There are usually two kinds of food frying processes, namely by frying and frying while soaking in a lot of oil (deep frying). During the frying process, the oil will be absorbed into the food and some of the food components will be dissolved into the cooking oil. This way of cooking is actually bad for health. However, you can work around this by choosing healthy cooking oil.
Do you know which oil is the healthiest for frying?
There are various types of oil that can be used for cooking. The criteria for a good cooking oil is that the saturated fat content is less than the unsaturated fat in the composition of the oil.
When cooking, the oil must be below a certain temperature so as not to oxidize and generate free radicals. Many people think that olive oil or olive oil is healthier than other cooking oils. Really?
Olive oil, corn oil, soybean oil and sunflower oil: which is healthier?
Researchers at Sfax University Tunisia conducted a study and compared the suitable oils for frying. They compared olive oil to corn, soybean and sunflower oil.
The research was published in the Journal of Agricultural and Food Chemistry. They noted the physical, chemical, and nutritional changes in oil when heated and used to fry food.
When heated, oil can produce toxic substances and its nutritional content can be lost or changed. This study aims to find the oil that undergoes the least nutritional changes when used for frying repeatedly.
The research team fried potatoes at 3 temperatures with 4 different types of oil, olive oil, corn oil, soybean oil and sunflower seed oil. Potatoes are fried in 3 temperatures, 160 C, 190 C and 180 C.

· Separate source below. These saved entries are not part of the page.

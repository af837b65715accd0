//! Outgoing message delivery.
//!
//! The reference host has no real chat connection; [`MemoryConnector`]
//! records what would have been sent so tests and the CLI can inspect it.

use crate::directory::Directory;
use parking_lot::Mutex;
use robotrpc_protocol::{MessageFormat, Protocol, RetVal};
use serde::Serialize;

/// A message the robot sends. An empty `channel` is a direct message.
#[derive(Debug, Clone, PartialEq, Eq, Serialize)]
pub struct OutgoingMessage {
    pub protocol: Protocol,
    pub user: String,
    pub channel: String,
    pub thread: String,
    pub message: String,
    pub format: MessageFormat,
}

impl OutgoingMessage {
    pub fn is_direct(&self) -> bool {
        self.channel.is_empty()
    }
}

/// Delivers outgoing messages to a chat protocol.
pub trait Connector: Send + Sync {
    /// Sends a message, returning `Ok` or the reason it could not be sent.
    fn send(&self, message: OutgoingMessage) -> RetVal;

    /// Protocol this connector speaks.
    fn protocol(&self) -> Protocol;
}

/// Connector that validates recipients against the directory and keeps an
/// outbox instead of talking to a chat service.
pub struct MemoryConnector {
    directory: Directory,
    outbox: Mutex<Vec<OutgoingMessage>>,
    capacity: usize,
}

/// Messages kept before the oldest are dropped.
pub const DEFAULT_OUTBOX_CAPACITY: usize = 1000;

impl MemoryConnector {
    pub fn new(directory: Directory) -> Self {
        Self {
            directory,
            outbox: Mutex::new(Vec::new()),
            capacity: DEFAULT_OUTBOX_CAPACITY,
        }
    }

    /// Copy of the outbox, oldest first.
    pub fn sent(&self) -> Vec<OutgoingMessage> {
        self.outbox.lock().clone()
    }

}

impl Connector for MemoryConnector {
    fn send(&self, message: OutgoingMessage) -> RetVal {
        if message.protocol != self.protocol() {
            return RetVal::FailedMessageSend;
        }
        if message.is_direct() {
            if !self.directory.has_user(&message.user) {
                return RetVal::UserNotFound;
            }
        } else {
            if !self.directory.has_channel(&message.channel) {
                return RetVal::ChannelNotFound;
            }
            if !message.user.is_empty() && !self.directory.has_user(&message.user) {
                return RetVal::UserNotFound;
            }
        }
        tracing::debug!(
            "Sending to user {:?} channel {:?} thread {:?}: {}",
            message.user,
            message.channel,
            message.thread,
            message.message
        );
        let mut outbox = self.outbox.lock();
        if outbox.len() >= self.capacity {
            outbox.remove(0);
        }
        outbox.push(message);
        RetVal::Ok
    }

    fn protocol(&self) -> Protocol {
        self.directory.bot().protocol()
    }
}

This test was repeated 10 times with the same oil, in general household conditions. Different methods are used to determine the change in oil during the frying process.
The results show that when used for frying, the chemical composition of cooking oil is generally stable compared to seed oil. Olive oil, on the other hand, is the most resistant to oxidation. Trans fatty acids and the percentage of total nutrients are the least changed at 160 degrees C during the frying process.
The healthiest olive oil
In conclusion, olive oil is better than seed oil for frying, because the quality and nutrition is better or not much has changed. Meanwhile, the International Olive Oil Council states that olive oil is ideal for frying, but it must be at the right conditions and temperature and not too hot.
There is no structural change in olive oil, and its nutritional content remains durable compared to other oils. Not only because of its antioxidant content, but also because of its high oleic acid content.
How to use cooking oil to stay healthy
Don’t heat the cooking oil too high.
Use just enough so that the compounds formed from heating are not excessive.
Before adding the ingredients to be fried, make sure the cooking oil is hot first so that the cooking process is not too long in the oil.
Use paper or tissue to cover the fried food to remove excess oil from the food.
So that the compounds formed due to heating do not become a lot and do not stick to food, it is better not to use used oil repeatedly.
Store cooking oil in a cool place and not exposed to light so that the content of the oil does not change.
Healthy cooking oil doesn’t mean that you overdo it on fried foods. Keep limiting your consumption of fried foods.